Stanford Engineers Design Glove That Gives Sense of Touch to Robotic Hands

Engineers have been developing ways to provide robots with a sense of touch for a few decades now. MIT took to the GelSight approach, the University of Texas employed nanowire sensors, and Harvard went with the soft robotics system — all in an effort to provide robots with the ability to ‘feel’ whatever they’re holding.

Engineers from Stanford University, though, have designed an electronic glove that provides robotic hands a sense of touch and a degree of manual dexterity. In a recently released paper, the team showed that their glove was sensitive enough to touch a berry and move a ping-pong ball without crushing them.

The electronic glove is outfitted with an array of capacitors capable of measuring normal and tangential forces. It imitates how human skin layers work together to provide the sense of touch — the outer skin layers on our hands have sensors that can detect heat, pressure and other stimuli. Those layers work in conjunction with a sub-layer of skin called the spinosum, which feature microscopic hills and valleys that amplify that sense of touch.

The electronic glove imitates its human counterpart by providing three-layered sensors on each fingertip that work together. The top and bottom layers are electrically active, while sandwiched between the two are a grid of electrical lines that are positioned perpendicular to one another to create an array of sensing pixels.

A rubber insulator separates the electrical layers, storing electrical energy when the fingers press an object. As that stored energy increases, it provides a way to map the intensity and direction of pressure to specific points on those perpendicular grids, in much the same fashion as human skin.
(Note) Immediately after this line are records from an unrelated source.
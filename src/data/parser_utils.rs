//! Shared winnow-based parsers for the fixed-layout pieces of an OPT file.

use winnow::Parser;
use winnow::binary::{le_f32, le_i32, le_u16};
use winnow::combinator::repeat;
use winnow::error::ContextError;

use crate::vector::{Vector2, Vector3};

/// Common result type for winnow parsers.
pub type WResult<T> = Result<T, winnow::error::ErrMode<ContextError>>;

/// Byte width of a stored pointer or count.
pub const WORD_SIZE: usize = 4;
/// Byte width of a 2-vector (two f32).
pub const VECTOR2_SIZE: usize = 8;
/// Byte width of a 3-vector (three f32).
pub const VECTOR3_SIZE: usize = 12;
/// Byte width of one index tuple.
pub const INDEX_TUPLE_SIZE: usize = 16;

/// Parse a 2-vector stored as X, Y.
pub fn parse_vector2<V: Vector2>(input: &mut &[u8]) -> WResult<V> {
    let x = le_f32.parse_next(input)?;
    let y = le_f32.parse_next(input)?;
    Ok(V::from_xy(x, y))
}

/// Parse a 3-vector stored as X, Y, Z.
pub fn parse_vector3<V: Vector3>(input: &mut &[u8]) -> WResult<V> {
    let x = le_f32.parse_next(input)?;
    let y = le_f32.parse_next(input)?;
    let z = le_f32.parse_next(input)?;
    Ok(V::from_xyz(x, y, z))
}

/// Parse four consecutive i32 indices.
pub fn parse_index_tuple(input: &mut &[u8]) -> WResult<[i32; 4]> {
    let a = le_i32.parse_next(input)?;
    let b = le_i32.parse_next(input)?;
    let c = le_i32.parse_next(input)?;
    let d = le_i32.parse_next(input)?;
    Ok([a, b, c, d])
}

/// Parse `count` little-endian u16 values.
pub fn parse_u16_array(input: &mut &[u8], count: usize) -> WResult<Vec<u16>> {
    repeat(count, le_u16).parse_next(input)
}

/// Decode the bytes before the first NUL as ASCII. Bytes outside the ASCII
/// range become `?`.
pub fn ascii_until_nul(bytes: &[u8]) -> String {
    let end = bytes.iter().position(|&b| b == 0).unwrap_or(bytes.len());
    bytes[..end]
        .iter()
        .map(|&b| if b.is_ascii() { b as char } else { '?' })
        .collect()
}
While the electronic glove is still being developed, the engineers state that robots could wear the touch-sensitive skin for delicate work such as handling eggs on a conveyor belt and putting them in cartons, as well as robot-assisted surgery where precision touch control is vital. Ultimately, the engineer’s end-goal would see the glove automatically apply the right amount of pressure to handle any given object without the need for programming.